__Exercise__. Filter the records below down to lines containing "crate".

__Information supplied__.

★ ★ ★ ★ ★

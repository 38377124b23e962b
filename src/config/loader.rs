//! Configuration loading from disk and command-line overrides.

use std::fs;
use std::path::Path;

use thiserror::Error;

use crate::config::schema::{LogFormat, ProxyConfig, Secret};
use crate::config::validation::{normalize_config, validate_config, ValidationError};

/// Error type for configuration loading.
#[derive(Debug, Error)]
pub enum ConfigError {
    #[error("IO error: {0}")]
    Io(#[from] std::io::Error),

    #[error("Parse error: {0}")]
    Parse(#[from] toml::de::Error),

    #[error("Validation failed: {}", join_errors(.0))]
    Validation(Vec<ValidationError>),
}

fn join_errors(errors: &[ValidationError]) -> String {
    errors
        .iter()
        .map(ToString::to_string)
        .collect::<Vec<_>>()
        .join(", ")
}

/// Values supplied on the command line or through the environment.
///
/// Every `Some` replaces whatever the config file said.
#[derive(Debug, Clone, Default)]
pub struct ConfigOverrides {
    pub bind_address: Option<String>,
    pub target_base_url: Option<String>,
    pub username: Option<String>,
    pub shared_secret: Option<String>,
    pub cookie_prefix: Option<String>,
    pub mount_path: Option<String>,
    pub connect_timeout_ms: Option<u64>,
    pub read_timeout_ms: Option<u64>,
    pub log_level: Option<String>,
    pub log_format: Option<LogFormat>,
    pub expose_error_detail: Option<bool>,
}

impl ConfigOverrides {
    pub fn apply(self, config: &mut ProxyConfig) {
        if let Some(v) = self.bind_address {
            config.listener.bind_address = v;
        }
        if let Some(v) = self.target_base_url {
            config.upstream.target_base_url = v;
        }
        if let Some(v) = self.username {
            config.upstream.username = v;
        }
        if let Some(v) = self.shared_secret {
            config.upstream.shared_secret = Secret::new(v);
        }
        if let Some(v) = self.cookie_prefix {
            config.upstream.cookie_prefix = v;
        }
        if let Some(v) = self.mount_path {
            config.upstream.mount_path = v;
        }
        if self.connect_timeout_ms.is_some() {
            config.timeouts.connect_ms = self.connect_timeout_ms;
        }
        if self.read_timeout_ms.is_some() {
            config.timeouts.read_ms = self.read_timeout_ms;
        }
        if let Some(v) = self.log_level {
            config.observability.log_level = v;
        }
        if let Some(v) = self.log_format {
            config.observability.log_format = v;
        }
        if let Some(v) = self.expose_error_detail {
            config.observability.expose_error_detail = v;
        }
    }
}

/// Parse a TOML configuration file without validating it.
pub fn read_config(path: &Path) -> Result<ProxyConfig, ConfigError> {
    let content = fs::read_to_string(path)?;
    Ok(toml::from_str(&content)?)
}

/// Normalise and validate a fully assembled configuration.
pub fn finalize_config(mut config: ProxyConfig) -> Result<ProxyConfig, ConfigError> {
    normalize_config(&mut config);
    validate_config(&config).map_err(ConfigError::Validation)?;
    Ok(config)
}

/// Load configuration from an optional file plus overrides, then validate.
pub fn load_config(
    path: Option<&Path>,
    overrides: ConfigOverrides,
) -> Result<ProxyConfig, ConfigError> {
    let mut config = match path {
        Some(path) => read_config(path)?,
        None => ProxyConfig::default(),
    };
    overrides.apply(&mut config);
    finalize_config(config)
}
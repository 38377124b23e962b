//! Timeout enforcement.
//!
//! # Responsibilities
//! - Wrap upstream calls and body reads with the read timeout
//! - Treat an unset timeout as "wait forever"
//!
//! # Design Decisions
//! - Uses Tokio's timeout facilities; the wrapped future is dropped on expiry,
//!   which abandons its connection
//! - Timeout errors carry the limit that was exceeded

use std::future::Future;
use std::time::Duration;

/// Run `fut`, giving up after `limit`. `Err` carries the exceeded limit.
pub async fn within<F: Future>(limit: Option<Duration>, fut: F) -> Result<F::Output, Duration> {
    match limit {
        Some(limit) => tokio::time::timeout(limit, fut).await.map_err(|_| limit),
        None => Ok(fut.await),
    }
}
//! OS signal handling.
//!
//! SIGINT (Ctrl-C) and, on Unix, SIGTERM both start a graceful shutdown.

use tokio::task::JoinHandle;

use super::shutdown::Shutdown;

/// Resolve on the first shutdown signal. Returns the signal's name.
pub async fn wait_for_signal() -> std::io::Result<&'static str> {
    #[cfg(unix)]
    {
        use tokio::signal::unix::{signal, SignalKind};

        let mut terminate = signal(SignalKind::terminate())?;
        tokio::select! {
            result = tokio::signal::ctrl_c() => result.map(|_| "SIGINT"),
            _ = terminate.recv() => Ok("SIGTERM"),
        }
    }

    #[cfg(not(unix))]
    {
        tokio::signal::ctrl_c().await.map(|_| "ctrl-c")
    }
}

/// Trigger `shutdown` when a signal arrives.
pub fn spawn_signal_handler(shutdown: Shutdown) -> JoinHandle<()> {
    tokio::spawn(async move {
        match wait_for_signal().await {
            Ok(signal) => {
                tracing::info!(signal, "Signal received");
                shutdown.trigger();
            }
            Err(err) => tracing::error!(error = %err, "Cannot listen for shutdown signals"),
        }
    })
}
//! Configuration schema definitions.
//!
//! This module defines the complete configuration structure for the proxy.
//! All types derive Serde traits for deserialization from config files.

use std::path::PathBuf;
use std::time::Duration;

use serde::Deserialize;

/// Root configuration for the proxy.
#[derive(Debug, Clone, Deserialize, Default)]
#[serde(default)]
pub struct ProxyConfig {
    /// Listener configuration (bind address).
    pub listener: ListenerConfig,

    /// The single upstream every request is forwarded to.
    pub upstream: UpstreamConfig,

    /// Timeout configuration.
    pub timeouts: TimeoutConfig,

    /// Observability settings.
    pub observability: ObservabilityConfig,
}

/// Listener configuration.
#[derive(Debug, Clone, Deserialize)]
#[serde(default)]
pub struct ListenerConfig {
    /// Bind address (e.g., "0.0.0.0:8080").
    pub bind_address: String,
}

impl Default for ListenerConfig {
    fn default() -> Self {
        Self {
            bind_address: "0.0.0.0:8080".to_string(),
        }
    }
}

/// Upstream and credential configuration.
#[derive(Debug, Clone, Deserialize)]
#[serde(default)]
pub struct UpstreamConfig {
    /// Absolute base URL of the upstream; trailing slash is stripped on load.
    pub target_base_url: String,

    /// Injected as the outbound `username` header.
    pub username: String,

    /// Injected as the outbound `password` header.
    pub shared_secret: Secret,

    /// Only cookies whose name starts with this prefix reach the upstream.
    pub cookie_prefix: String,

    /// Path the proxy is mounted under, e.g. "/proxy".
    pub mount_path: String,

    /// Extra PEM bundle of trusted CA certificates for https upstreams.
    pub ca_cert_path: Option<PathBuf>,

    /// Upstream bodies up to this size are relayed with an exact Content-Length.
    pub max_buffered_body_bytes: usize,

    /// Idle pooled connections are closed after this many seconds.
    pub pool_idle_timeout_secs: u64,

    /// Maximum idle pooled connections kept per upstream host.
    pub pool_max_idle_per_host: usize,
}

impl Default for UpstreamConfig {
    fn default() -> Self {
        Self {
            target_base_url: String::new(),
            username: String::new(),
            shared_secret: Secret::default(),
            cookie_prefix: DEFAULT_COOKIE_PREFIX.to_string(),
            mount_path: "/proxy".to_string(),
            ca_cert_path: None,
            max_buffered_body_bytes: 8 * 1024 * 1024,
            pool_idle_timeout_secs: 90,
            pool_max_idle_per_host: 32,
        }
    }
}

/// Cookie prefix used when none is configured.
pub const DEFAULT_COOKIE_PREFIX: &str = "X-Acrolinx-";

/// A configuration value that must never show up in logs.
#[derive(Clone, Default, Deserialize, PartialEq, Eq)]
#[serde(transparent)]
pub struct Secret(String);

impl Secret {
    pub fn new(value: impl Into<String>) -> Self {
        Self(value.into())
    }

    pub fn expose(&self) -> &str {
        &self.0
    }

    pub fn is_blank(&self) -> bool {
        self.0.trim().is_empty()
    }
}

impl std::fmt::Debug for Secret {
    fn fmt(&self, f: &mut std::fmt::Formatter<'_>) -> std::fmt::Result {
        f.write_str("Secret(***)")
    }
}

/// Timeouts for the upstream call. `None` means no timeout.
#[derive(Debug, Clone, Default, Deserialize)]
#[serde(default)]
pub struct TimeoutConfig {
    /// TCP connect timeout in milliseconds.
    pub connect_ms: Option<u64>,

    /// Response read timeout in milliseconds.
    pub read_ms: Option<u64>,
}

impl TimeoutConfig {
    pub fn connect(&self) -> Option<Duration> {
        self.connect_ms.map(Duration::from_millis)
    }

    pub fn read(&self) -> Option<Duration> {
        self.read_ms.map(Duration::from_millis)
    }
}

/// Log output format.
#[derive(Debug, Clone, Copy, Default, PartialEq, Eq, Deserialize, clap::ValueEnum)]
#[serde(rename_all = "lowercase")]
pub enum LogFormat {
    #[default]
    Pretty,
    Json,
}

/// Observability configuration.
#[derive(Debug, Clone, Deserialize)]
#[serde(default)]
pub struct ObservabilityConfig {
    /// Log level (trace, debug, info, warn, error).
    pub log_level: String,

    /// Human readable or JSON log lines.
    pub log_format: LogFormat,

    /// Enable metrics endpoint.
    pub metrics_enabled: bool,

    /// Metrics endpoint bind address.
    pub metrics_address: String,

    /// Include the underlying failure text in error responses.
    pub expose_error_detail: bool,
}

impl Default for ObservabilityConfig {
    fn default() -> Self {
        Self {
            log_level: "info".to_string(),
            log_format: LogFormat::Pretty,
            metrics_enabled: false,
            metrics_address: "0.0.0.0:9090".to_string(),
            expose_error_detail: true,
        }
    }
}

★ ★ ★ ★ ★

__Response__.
use crate::config::schema::{LogFormat, ProxyConfig, Secret};
use crate::config::validation::{normalize_config, validate_config, ValidationError};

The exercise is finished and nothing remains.